Ray

What is Ray?

Ray is an open-source distributed computing framework for scaling AI and Python applications. Built by Anyscale, it lets you parallelize Python code across multiple nodes and GPUs with minimal code changes.

Ray is three layers:

  1. Ray Core — Low-level distributed computing primitives (tasks, actors, objects)
  2. Ray AI Libraries — High-level ML libraries (Train, Tune, Serve, Data, RLlib) built on Core
  3. Ray Clusters — Infrastructure for running Ray on Kubernetes, cloud VMs, or bare metal

The key insight: you write normal Python, decorate functions/classes, and Ray handles distribution, scheduling, fault tolerance, and autoscaling.


Core Concepts

Tasks

A task is a remote function — an async function executed on a worker process. Decorate with @ray.remote.

import ray

@ray.remote
def square(x):
    return x * x

# Launch 4 tasks in parallel
futures = [square.remote(i) for i in range(4)]
results = ray.get(futures)  # [0, 1, 4, 9]

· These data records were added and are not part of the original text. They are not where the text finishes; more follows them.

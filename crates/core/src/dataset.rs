//! Dataset: the unit of application state a session wraps
//!
//! A Dataset maps collection names to collections and remembers the order in
//! which collections were added. That order is observable: a session emits
//! operation records table by table in dataset order, so a dataset read from
//! JSON keeps the document's key order rather than sorting it.

use crate::row::Collection;
use serde::de::{MapAccess, Visitor};
use serde::ser::SerializeMap;
use serde::{Deserialize, Deserializer, Serialize, Serializer};
use std::fmt;

/// Ordered mapping from collection name to [`Collection`]
#[derive(Debug, Clone, Default, PartialEq)]
pub struct Dataset {
    tables: Vec<(String, Collection)>,
}

impl Dataset {
    /// Create an empty dataset
    pub fn new() -> Self {
        Self::default()
    }

    /// Builder-style insert
    pub fn with(mut self, name: impl Into<String>, rows: impl Into<Collection>) -> Self {
        self.insert(name, rows.into());
        self
    }

    /// Insert or replace a collection
    ///
    /// Replacing keeps the collection's original position.
    pub fn insert(&mut self, name: impl Into<String>, rows: Collection) -> Option<Collection> {
        let name = name.into();
        match self.tables.iter_mut().find(|(n, _)| *n == name) {
            Some((_, existing)) => Some(std::mem::replace(existing, rows)),
            None => {
                self.tables.push((name, rows));
                None
            }
        }
    }

    /// Look up a collection by name
    pub fn get(&self, name: &str) -> Option<&Collection> {
        self.tables
            .iter()
            .find(|(n, _)| n == name)
            .map(|(_, rows)| rows)
    }

    /// Check whether a collection exists
    pub fn contains(&self, name: &str) -> bool {
        self.get(name).is_some()
    }

    /// Collection names in dataset order
    pub fn names(&self) -> impl Iterator<Item = &str> {
        self.tables.iter().map(|(n, _)| n.as_str())
    }

    /// Iterate `(name, collection)` in dataset order
    pub fn iter(&self) -> impl Iterator<Item = (&str, &Collection)> {
        self.tables.iter().map(|(n, rows)| (n.as_str(), rows))
    }

    /// Number of collections
    pub fn len(&self) -> usize {
        self.tables.len()
    }

    /// True when the dataset holds no collections
    pub fn is_empty(&self) -> bool {
        self.tables.is_empty()
    }

    /// Shallow per-collection override
    ///
    /// Every collection in `updates` replaces the same-named collection in
    /// `self` (or is appended if new); all other collections are carried over
    /// untouched (same references).
    pub fn merge(&self, updates: &Dataset) -> Dataset {
        let mut merged = self.clone();
        for (name, rows) in updates.iter() {
            merged.insert(name, rows.clone());
        }
        merged
    }
}

impl Serialize for Dataset {
    fn serialize<S: Serializer>(&self, serializer: S) -> Result<S::Ok, S::Error> {
        let mut map = serializer.serialize_map(Some(self.tables.len()))?;
        for (name, rows) in &self.tables {
            map.serialize_entry(name, rows)?;
        }
        map.end()
    }
}

struct DatasetVisitor;

impl<'de> Visitor<'de> for DatasetVisitor {
    type Value = Dataset;

    fn expecting(&self, f: &mut fmt::Formatter<'_>) -> fmt::Result {
        write!(f, "a map of collection name to row array")
    }

    fn visit_map<A: MapAccess<'de>>(self, mut access: A) -> Result<Dataset, A::Error> {
        let mut dataset = Dataset::new();
        while let Some((name, rows)) = access.next_entry::<String, Collection>()? {
            dataset.insert(name, rows);
        }
        Ok(dataset)
    }
}

impl<'de> Deserialize<'de> for Dataset {
    fn deserialize<D: Deserializer<'de>>(deserializer: D) -> Result<Self, D::Error> {
        deserializer.deserialize_map(DatasetVisitor)
    }
}
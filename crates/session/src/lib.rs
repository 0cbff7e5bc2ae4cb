//! Change-tracking sessions over in-memory datasets
//!
//! This crate implements copy-on-write row tracking:
//! - TrackedRow: Shared handle onto a per-session working copy
//! - TableSession: Lazy tracking, reads, deletes and inserts for one collection
//! - Session: One table session per collection of a dataset
//! - Finalize: Diffing against the original snapshot into new collections
//!   plus ordered operation records
//!
//! Sessions are single-threaded and synchronous. Nothing is written back
//! unless the caller finalizes and merges the result.

#![warn(missing_docs)]
#![warn(clippy::all)]

pub mod filter;
pub mod session;
pub mod table;
pub mod tracked;

pub use filter::Filter;
pub use session::{Session, SessionCommit};
pub use table::{TableCommit, TableSession};
pub use tracked::{Tracked, TrackedRow, TrackedSet};
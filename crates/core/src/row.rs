//! Row model
//!
//! This module defines:
//! - RowId: identifier of a row within its collection
//! - Row: flat field map, required to carry an `id` field
//! - Collection: immutable, shared, ordered sequence of rows
//!
//! Rows are value objects. Two rows with the same fields are interchangeable;
//! the only identity a row carries is its `id`.

use crate::value::Value;
use serde::{Deserialize, Deserializer, Serialize, Serializer};
use std::collections::BTreeMap;
use std::fmt;
use std::sync::Arc;

/// Name of the identifier field every row must carry
pub const ID_FIELD: &str = "id";

/// Identifier of a row within its collection
///
/// Ids compare strictly: `Int(1)` and `Str("1")` are different ids.
#[derive(Debug, Clone, PartialEq, Eq, Hash, PartialOrd, Ord)]
pub enum RowId {
    /// Numeric id
    Int(i64),
    /// Textual id
    Str(String),
}

impl RowId {
    /// Interpret a field value as an id
    ///
    /// Only `Int` and `String` values are usable ids; anything else
    /// (including `Null`) is treated as "no id".
    pub fn from_value(value: &Value) -> Option<Self> {
        match value {
            Value::Int(i) => Some(RowId::Int(*i)),
            Value::String(s) => Some(RowId::Str(s.clone())),
            _ => None,
        }
    }
}

impl fmt::Display for RowId {
    fn fmt(&self, f: &mut fmt::Formatter<'_>) -> fmt::Result {
        match self {
            RowId::Int(i) => write!(f, "{}", i),
            RowId::Str(s) => write!(f, "{:?}", s),
        }
    }
}

impl From<i64> for RowId {
    fn from(i: i64) -> Self {
        RowId::Int(i)
    }
}

impl From<i32> for RowId {
    fn from(i: i32) -> Self {
        RowId::Int(i as i64)
    }
}

impl From<&str> for RowId {
    fn from(s: &str) -> Self {
        RowId::Str(s.to_string())
    }
}

impl From<String> for RowId {
    fn from(s: String) -> Self {
        RowId::Str(s)
    }
}

/// A flat mapping from field name to value
///
/// Field order is irrelevant for equality. Serializes as a plain JSON object.
#[derive(Debug, Clone, Default, PartialEq, Serialize, Deserialize)]
#[serde(transparent)]
pub struct Row {
    fields: BTreeMap<String, Value>,
}

impl Row {
    /// Create an empty row
    pub fn new() -> Self {
        Self::default()
    }

    /// Builder-style field setter
    ///
    /// ```
    /// use restore_core::Row;
    ///
    /// let row = Row::new().with("id", 1).with("name", "a");
    /// assert_eq!(row.len(), 2);
    /// ```
    pub fn with(mut self, name: impl Into<String>, value: impl Into<Value>) -> Self {
        self.fields.insert(name.into(), value.into());
        self
    }

    /// The row's id, if the `id` field holds a usable id value
    pub fn id(&self) -> Option<RowId> {
        self.fields.get(ID_FIELD).and_then(RowId::from_value)
    }

    /// Get a field value
    pub fn get(&self, name: &str) -> Option<&Value> {
        self.fields.get(name)
    }

    /// Set a field value, returning the previous one
    pub fn set(&mut self, name: impl Into<String>, value: impl Into<Value>) -> Option<Value> {
        self.fields.insert(name.into(), value.into())
    }

    /// Remove a field, returning its value
    pub fn remove(&mut self, name: &str) -> Option<Value> {
        self.fields.remove(name)
    }

    /// Check whether a field is present
    pub fn contains(&self, name: &str) -> bool {
        self.fields.contains_key(name)
    }

    /// Number of fields
    pub fn len(&self) -> usize {
        self.fields.len()
    }

    /// True when the row has no fields
    pub fn is_empty(&self) -> bool {
        self.fields.is_empty()
    }

    /// Iterate over `(name, value)` pairs in name order
    pub fn iter(&self) -> impl Iterator<Item = (&String, &Value)> {
        self.fields.iter()
    }

    /// Borrow the underlying field map
    pub fn fields(&self) -> &BTreeMap<String, Value> {
        &self.fields
    }

    /// Short human-readable rendering used in error messages
    pub fn describe(&self) -> String {
        serde_json::to_string(self).unwrap_or_else(|_| format!("{:?}", self.fields))
    }
}

impl From<BTreeMap<String, Value>> for Row {
    fn from(fields: BTreeMap<String, Value>) -> Self {
        Self { fields }
    }
}

impl<K: Into<String>, V: Into<Value>> FromIterator<(K, V)> for Row {
    fn from_iter<I: IntoIterator<Item = (K, V)>>(iter: I) -> Self {
        Self {
            fields: iter
                .into_iter()
                .map(|(k, v)| (k.into(), v.into()))
                .collect(),
        }
    }
}

// ============================================================================
// Row snapshot utilities
// ============================================================================

/// Shallow copy of a row: same field names, same values
///
/// The copy shares nothing with `row`, so mutating it never reaches the
/// original collection.
pub fn clone_row(row: &Row) -> Row {
    Row {
        fields: row.fields.clone(),
    }
}

/// True iff both rows have exactly the same field names and, for every
/// field, strictly equal values
///
/// Field order is irrelevant. Used to tell a row that was only fetched from
/// one that was actually changed.
pub fn same_fields(a: &Row, b: &Row) -> bool {
    if a.fields.len() != b.fields.len() {
        return false;
    }

    a.fields
        .iter()
        .all(|(name, value)| b.fields.get(name).is_some_and(|other| other == value))
}

// ============================================================================
// Collection
// ============================================================================

/// Immutable, shared, ordered sequence of rows for one named table
///
/// Cloning a collection is cheap and yields the *same* collection:
/// [`Collection::ptr_eq`] lets callers detect "nothing changed" without
/// comparing rows.
#[derive(Debug, Clone, Default)]
pub struct Collection(Arc<Vec<Row>>);

impl Collection {
    /// Wrap a row vector
    pub fn new(rows: Vec<Row>) -> Self {
        Self(Arc::new(rows))
    }

    /// Reference equality: both handles point at the same allocation
    pub fn ptr_eq(&self, other: &Collection) -> bool {
        Arc::ptr_eq(&self.0, &other.0)
    }

    /// Borrow the rows
    pub fn rows(&self) -> &[Row] {
        &self.0
    }

    /// Number of rows
    pub fn len(&self) -> usize {
        self.0.len()
    }

    /// True when the collection holds no rows
    pub fn is_empty(&self) -> bool {
        self.0.is_empty()
    }

    /// Iterate over the rows in storage order
    pub fn iter(&self) -> std::slice::Iter<'_, Row> {
        self.0.iter()
    }

    /// Position of the row with the given id
    pub fn position(&self, id: &RowId) -> Option<usize> {
        self.0.iter().position(|row| row.id().as_ref() == Some(id))
    }

    /// Copy the rows out for copy-on-write editing
    pub fn to_vec(&self) -> Vec<Row> {
        self.0.as_ref().clone()
    }
}

impl PartialEq for Collection {
    fn eq(&self, other: &Self) -> bool {
        self.ptr_eq(other) || self.0 == other.0
    }
}

impl From<Vec<Row>> for Collection {
    fn from(rows: Vec<Row>) -> Self {
        Self::new(rows)
    }
}

impl FromIterator<Row> for Collection {
    fn from_iter<I: IntoIterator<Item = Row>>(iter: I) -> Self {
        Self::new(iter.into_iter().collect())
    }
}

impl<'a> IntoIterator for &'a Collection {
    type Item = &'a Row;
    type IntoIter = std::slice::Iter<'a, Row>;

    fn into_iter(self) -> Self::IntoIter {
        self.0.iter()
    }
}

impl Serialize for Collection {
    fn serialize<S: Serializer>(&self, serializer: S) -> Result<S::Ok, S::Error> {
        self.0.as_slice().serialize(serializer)
    }
}

impl<'de> Deserialize<'de> for Collection {
    fn deserialize<D: Deserializer<'de>>(deserializer: D) -> Result<Self, D::Error> {
        Vec::<Row>::deserialize(deserializer).map(Collection::new)
    }
}
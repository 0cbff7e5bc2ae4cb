//! Session Integration Tests
//!
//! End-to-end behavior of sessions, the action wrapper and remote flush,
//! driven through the public `restore` API.

mod common;

mod action_flow;
mod scenarios;
mod wire_format;
//! Remote write-back for restore sessions
//!
//! This crate connects finalized sessions to the outside world:
//! - `ActionWrapper`: runs business functions in a session and merges the result
//! - `FlushQueue`: ordered background flush of operation batches
//! - `RemoteStore`: the persistence seam (`HttpRemote`, `MemoryRemote`)
//! - `RemoteConfig`: `restore.toml` settings

#![warn(missing_docs)]
#![warn(clippy::all)]

pub mod action;
pub mod config;
pub mod error;
pub mod flush;
pub mod store;

pub use action::{load_data, with_session, ActionOutcome, ActionWrapper, DataHost};
pub use config::{RemoteConfig, CONFIG_FILE_NAME};
pub use error::{check_status, RemoteError};
pub use flush::{ignore_signals, FlushQueue, FlushStats, RemoteSignal, SignalSink};
#[cfg(feature = "http")]
pub use store::HttpRemote;
pub use store::{apply_to_dataset, MemoryRemote, RemoteStore};
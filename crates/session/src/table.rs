//! Table session: change tracking for one named collection
//!
//! A `TableSession` wraps one committed [`Collection`] and hands out tracked
//! working copies of its rows. The original collection is never touched;
//! everything the business logic does lands in the session's [`TrackedSet`].
//!
//! # Read-Your-Writes Semantics
//!
//! When looking up an id, the table session checks in order:
//! 1. **tracked set**: the working copy (or `None` for an id marked deleted)
//! 2. **original collection**: clones the row into a new working copy
//!
//! # Finalize
//!
//! `finalize` walks the tracked set in first-touch order and diffs every
//! entry against the original rows:
//! - deletion marker on an original row → row removed, `DELETE` record
//! - working copy with different fields → row replaced, `UPDATE` record
//! - working copy with identical fields → nothing
//! - working copy with no original row → row appended, `CREATE` record
//!
//! The result collection is copied on the first structural change only; if
//! nothing changed, `finalize` returns the original collection itself.

use crate::filter::Filter;
use crate::tracked::{Tracked, TrackedRow, TrackedSet};
use restore_core::{clone_row, same_fields, Collection, Error, OperationRecord, Result, Row, RowId};
use std::cell::RefCell;
use tracing::debug;

/// Result of finalizing one table session
#[derive(Debug, Clone)]
pub struct TableCommit {
    /// Resulting rows; the original collection itself when nothing changed
    pub rows: Collection,
    /// Detected changes in first-touch order
    pub ops: Vec<OperationRecord>,
}

impl TableCommit {
    /// True when `rows` is a new collection
    pub fn changed(&self, original: &Collection) -> bool {
        !self.rows.ptr_eq(original)
    }
}

/// Change-tracking view over one collection
///
/// All methods take `&self` so business logic can hold several table
/// sessions of one [`Session`](crate::Session) at the same time.
#[derive(Debug)]
pub struct TableSession {
    name: String,
    original: Collection,
    tracked: RefCell<TrackedSet>,
}

impl TableSession {
    /// Wrap a committed collection
    pub fn new(name: impl Into<String>, original: Collection) -> Self {
        Self {
            name: name.into(),
            original,
            tracked: RefCell::new(TrackedSet::new()),
        }
    }

    /// Collection name
    pub fn name(&self) -> &str {
        &self.name
    }

    /// The committed collection this session started from
    pub fn original(&self) -> &Collection {
        &self.original
    }

    /// Number of ids touched so far
    pub fn touched(&self) -> usize {
        self.tracked.borrow().len()
    }

    // === Read Operations ===

    /// Tracked row for `id`
    ///
    /// The first lookup clones the original row into a working copy; every
    /// later lookup returns a handle to that same copy. Returns `None` if the
    /// id was removed in this session or exists neither in the original
    /// collection nor among rows created in this session.
    pub fn by_id(&self, id: &RowId) -> Result<Option<TrackedRow>> {
        if let Some(entry) = self.tracked.borrow().get(id) {
            return Ok(entry.live().cloned());
        }

        match self.original.position(id) {
            Some(i) => self.materialize(&self.original.rows()[i]).map(Some),
            None => Ok(None),
        }
    }

    /// Tracked rows of every original row matching `filter`
    ///
    /// Only the original collection is scanned: rows created in this session
    /// are not visible here until the session is finalized. Matching is done
    /// on the original field values, and rows already removed in this session
    /// are skipped.
    pub fn filter(&self, filter: &Filter) -> Result<Vec<TrackedRow>> {
        let mut result = Vec::new();
        for row in self.original.iter().filter(|row| filter.matches(row)) {
            if let Some(tracked) = self.lookup_or_materialize(row)? {
                result.push(tracked);
            }
        }
        Ok(result)
    }

    fn lookup_or_materialize(&self, row: &Row) -> Result<Option<TrackedRow>> {
        let id = self.require_stored_id(row)?;
        if let Some(entry) = self.tracked.borrow().get(&id) {
            return Ok(entry.live().cloned());
        }
        self.materialize(row).map(Some)
    }

    /// Clone an original row into a new working copy
    fn materialize(&self, row: &Row) -> Result<TrackedRow> {
        let id = self.require_stored_id(row)?;
        let tracked = TrackedRow::new(clone_row(row));
        self.tracked
            .borrow_mut()
            .insert(id, Tracked::Live(tracked.clone()));
        Ok(tracked)
    }

    fn require_stored_id(&self, row: &Row) -> Result<RowId> {
        row.id().ok_or_else(|| {
            Error::invariant(
                &self.name,
                format!("Required property id is missing for {}", row.describe()),
            )
        })
    }

    // === Write Operations ===

    /// Mark the row identified by `row`'s id as deleted
    ///
    /// Removing an already removed row simply re-marks it.
    pub fn remove(&self, row: &TrackedRow) -> Result<()> {
        let id = row
            .id()
            .ok_or_else(|| Error::missing_id(&self.name, format!("{:?}", row)))?;
        self.remove_id(id);
        Ok(())
    }

    /// Mark `id` as deleted
    pub fn remove_id(&self, id: RowId) {
        self.tracked.borrow_mut().insert(id, Tracked::Deleted);
    }

    /// Register a new row
    ///
    /// The row itself becomes the working copy (no clone is made); the
    /// returned handle can keep mutating it until finalize.
    ///
    /// # Errors
    ///
    /// - [`Error::Validation`] if the row has no usable `id`
    /// - [`Error::Conflict`] if the id is already tracked in this session
    ///   (including ids removed in this session) or present in the original
    ///   collection
    ///
    /// Neither error changes any tracked state.
    pub fn create(&self, row: Row) -> Result<TrackedRow> {
        let id = row
            .id()
            .ok_or_else(|| Error::missing_id(&self.name, row.describe()))?;

        if self.tracked.borrow().contains(&id) || self.original.position(&id).is_some() {
            return Err(Error::conflict(&self.name, &id));
        }

        let tracked = TrackedRow::new(row);
        self.tracked
            .borrow_mut()
            .insert(id, Tracked::Live(tracked.clone()));
        Ok(tracked)
    }

    // === Finalize ===

    /// Diff the tracked set against the original collection
    ///
    /// Does not consume the tracked set; finalizing twice without further
    /// changes yields the same result.
    pub fn finalize(&self) -> TableCommit {
        let tracked = self.tracked.borrow();
        let original = self.original.rows();
        let mut working: Option<Vec<Row>> = None;
        let mut ops = Vec::new();

        for (id, entry) in tracked.iter() {
            let position = working
                .as_deref()
                .unwrap_or(original)
                .iter()
                .position(|row| row.id().as_ref() == Some(id));

            match (position, entry) {
                (Some(i), Tracked::Deleted) => {
                    let rows = working.get_or_insert_with(|| original.to_vec());
                    let removed = rows.remove(i);
                    ops.push(OperationRecord::delete(&self.name, removed));
                }
                (Some(i), Tracked::Live(row)) => {
                    let current = row.snapshot();
                    if same_fields(&working.as_deref().unwrap_or(original)[i], &current) {
                        continue;
                    }
                    let rows = working.get_or_insert_with(|| original.to_vec());
                    rows[i] = current.clone();
                    ops.push(OperationRecord::update(&self.name, current));
                }
                (None, Tracked::Live(row)) => {
                    let created = row.snapshot();
                    let rows = working.get_or_insert_with(|| original.to_vec());
                    rows.push(created.clone());
                    ops.push(OperationRecord::create(&self.name, created));
                }
                // Created and removed in the same session, or never existed
                (None, Tracked::Deleted) => {}
            }
        }

        let rows = match working {
            Some(rows) => Collection::new(rows),
            None => self.original.clone(),
        };

        debug!(
            target: "restore::session",
            table = %self.name,
            touched = tracked.len(),
            ops = ops.len(),
            "Table finalized"
        );

        TableCommit { rows, ops }
    }
}
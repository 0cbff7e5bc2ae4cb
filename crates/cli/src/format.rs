//! Output formatting for todos and operation batches.

use restore_core::{OperationRecord, Row};

/// Output mode selected by CLI flags.
#[derive(Debug, Clone, Copy, PartialEq, Eq)]
pub enum OutputMode {
    /// One line per todo.
    Human,
    /// JSON array of rows.
    Json,
}

/// Format the todo list.
pub fn format_todos(todos: &[Row], mode: OutputMode) -> String {
    match mode {
        OutputMode::Json => serde_json::to_string_pretty(todos).unwrap_or_default(),
        OutputMode::Human => {
            if todos.is_empty() {
                return "(empty list)".to_string();
            }
            todos
                .iter()
                .map(format_todo_line)
                .collect::<Vec<_>>()
                .join("\n")
        }
    }
}

fn format_todo_line(todo: &Row) -> String {
    let done = todo
        .get("completed")
        .and_then(|v| v.as_bool())
        .unwrap_or(false);
    let id = todo
        .id()
        .map(|id| id.to_string())
        .unwrap_or_else(|| "?".to_string());
    let text = todo.get("text").and_then(|v| v.as_str()).unwrap_or("");
    format!("[{}] {} {}", if done { "x" } else { " " }, id, text)
}

/// Format an operation batch as the JSON array posted to the remote.
pub fn format_ops(ops: &[OperationRecord]) -> Result<String, String> {
    serde_json::to_string_pretty(ops).map_err(|e| format!("Failed to encode operations: {}", e))
}
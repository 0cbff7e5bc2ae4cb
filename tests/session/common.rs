//! Shared fixtures for the session suite.

#![allow(dead_code)]

use parking_lot::Mutex;
use restore::{Collection, Dataset, DataHost, RemoteSignal, Row, SignalSink};
use std::sync::Arc;

pub fn user(id: i64, name: &str) -> Row {
    Row::new().with("id", id).with("name", name)
}

pub fn todo(id: i64, text: &str, completed: bool) -> Row {
    Row::new()
        .with("id", id)
        .with("text", text)
        .with("completed", completed)
}

/// `{ users: [{id:1,name:'a'},{id:2,name:'b'}] }`
pub fn users_dataset() -> Dataset {
    Dataset::new().with(
        "users",
        Collection::new(vec![user(1, "a"), user(2, "b")]),
    )
}

pub fn todo_dataset() -> Dataset {
    Dataset::new()
        .with("todo", Collection::new(vec![todo(0, "Use Redux", false)]))
        .with("users", users_dataset().get("users").cloned().unwrap_or_default())
}

/// Host counting how often its dataset was replaced.
pub struct Model {
    pub data: Dataset,
    pub renders: usize,
}

impl Model {
    pub fn new(data: Dataset) -> Self {
        Self { data, renders: 0 }
    }
}

impl DataHost for Model {
    fn data(&self) -> &Dataset {
        &self.data
    }

    fn set_data(&mut self, data: Dataset) {
        self.renders += 1;
        self.data = data;
    }
}

/// Sink recording every signal it receives.
pub fn recorder() -> (SignalSink, Arc<Mutex<Vec<RemoteSignal>>>) {
    let signals = Arc::new(Mutex::new(Vec::new()));
    let s = Arc::clone(&signals);
    let sink: SignalSink = Arc::new(move |signal: RemoteSignal| s.lock().push(signal));
    (sink, signals)
}

pub fn text_of(row: &Row, field: &str) -> Option<String> {
    row.get(field).and_then(|v| v.as_str()).map(str::to_string)
}
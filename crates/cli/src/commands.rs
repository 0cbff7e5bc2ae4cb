//! Clap command tree definition.

use clap::{Arg, ArgAction, Command};

/// Dataset file used when `--data` is not given.
pub const DEFAULT_DATA_FILE: &str = "todos.json";

/// Build the complete CLI command tree.
pub fn build_cli() -> Command {
    Command::new("restore-todo")
        .about("Todo list kept in a change-tracking session")
        .subcommand_required(true)
        .arg(
            Arg::new("data")
                .long("data")
                .help("Dataset file (default: todos.json)")
                .global(true),
        )
        .arg(
            Arg::new("config")
                .long("config")
                .help("restore.toml with the remote endpoint")
                .global(true),
        )
        .arg(
            Arg::new("json")
                .long("json")
                .help("JSON output mode")
                .action(ArgAction::SetTrue)
                .global(true),
        )
        .subcommand(
            Command::new("add")
                .about("Add a todo")
                .arg(Arg::new("text").required(true).help("Todo text")),
        )
        .subcommand(
            Command::new("edit")
                .about("Change the text of a todo")
                .arg(id_arg())
                .arg(Arg::new("text").required(true).help("New text")),
        )
        .subcommand(
            Command::new("complete")
                .about("Toggle the completed flag of a todo")
                .arg(id_arg()),
        )
        .subcommand(Command::new("delete").about("Delete a todo").arg(id_arg()))
        .subcommand(
            Command::new("clear-completed").about("Delete every completed todo"),
        )
        .subcommand(Command::new("list").about("List todos"))
        .subcommand(Command::new("pull").about("Replace local data with the remote dataset"))
        .subcommand(
            Command::new("init-config")
                .about("Write a default restore.toml if none exists")
                .arg(
                    Arg::new("endpoint")
                        .long("endpoint")
                        .help("Write a config for this remote store, replacing any existing file"),
                ),
        )
}

fn id_arg() -> Arg {
    Arg::new("id")
        .required(true)
        .value_parser(clap::value_parser!(i64))
        .help("Todo id")
}
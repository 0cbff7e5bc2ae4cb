//! Remote boundary errors
//!
//! None of these reach business logic: a failed flush is reported as a
//! [`RemoteSignal::Fail`](crate::RemoteSignal::Fail) and the local update
//! that produced the batch stays in place.

use thiserror::Error;

/// Errors raised at the remote store boundary
#[derive(Debug, Clone, PartialEq, Eq, Error)]
pub enum RemoteError {
    /// Request failed at the transport level
    #[error("network error: {0}")]
    Network(String),

    /// Remote answered with a non-200 status
    #[error("remote returned status {0}")]
    Status(u16),

    /// Request timed out
    #[error("remote request timed out")]
    Timeout,

    /// Remote refused to apply the batch (nothing was applied)
    #[error("remote rejected batch: {0}")]
    Rejected(String),

    /// Body could not be encoded or decoded
    #[error("parse error: {0}")]
    Parse(String),

    /// Flush queue is full
    #[error("flush queue is full")]
    Backpressure,

    /// Flush queue has been shut down
    #[error("flush queue is shut down")]
    Shutdown,

    /// Invalid or unreadable configuration
    #[error("configuration error: {0}")]
    Config(String),
}

impl From<restore_core::Error> for RemoteError {
    fn from(e: restore_core::Error) -> Self {
        RemoteError::Parse(e.to_string())
    }
}

/// Map an HTTP status to success or [`RemoteError::Status`]
///
/// Only exactly 200 counts as success.
pub fn check_status(status: u16) -> Result<(), RemoteError> {
    if status == 200 {
        Ok(())
    } else {
        Err(RemoteError::Status(status))
    }
}
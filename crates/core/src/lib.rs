//! Core types for restore
//!
//! This crate defines the foundational types used throughout the system:
//! - Value: Unified value enum for row fields
//! - RowId / Row / Collection: the row model and snapshot utilities
//! - Dataset: Ordered mapping of collection name to collection
//! - OperationRecord: Serializable description of one detected change
//! - Error: Row-level error taxonomy

#![warn(missing_docs)]
#![warn(clippy::all)]

pub mod dataset;
pub mod error;
pub mod op;
pub mod row;
pub mod value;

pub use dataset::Dataset;
pub use error::{Error, Result};
pub use op::{OpKind, OperationRecord};
pub use row::{clone_row, same_fields, Collection, Row, RowId, ID_FIELD};
pub use value::Value;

Tasks can declare resource requirements:

@ray.remote(num_cpus=2, num_gpus=1)
def train_model(data):
    ...

Actors

An actor is a stateful worker — a remote class. Each actor runs on a dedicated worker process and maintains state between method calls.

@ray.remote
class Counter:
    def __init__(self):
        self.count = 0

    def increment(self):
        self.count += 1
        return self.count

counter = Counter.remote()
ray.get(counter.increment.remote())  # 1
ray.get(counter.increment.remote())  # 2

Use actors for: model serving, stateful stream processing, parameter servers in distributed training.

Objects

Tasks and actors produce remote objects stored in Ray’s distributed shared-memory object store (one per node). You reference them via ObjectRefs (futures).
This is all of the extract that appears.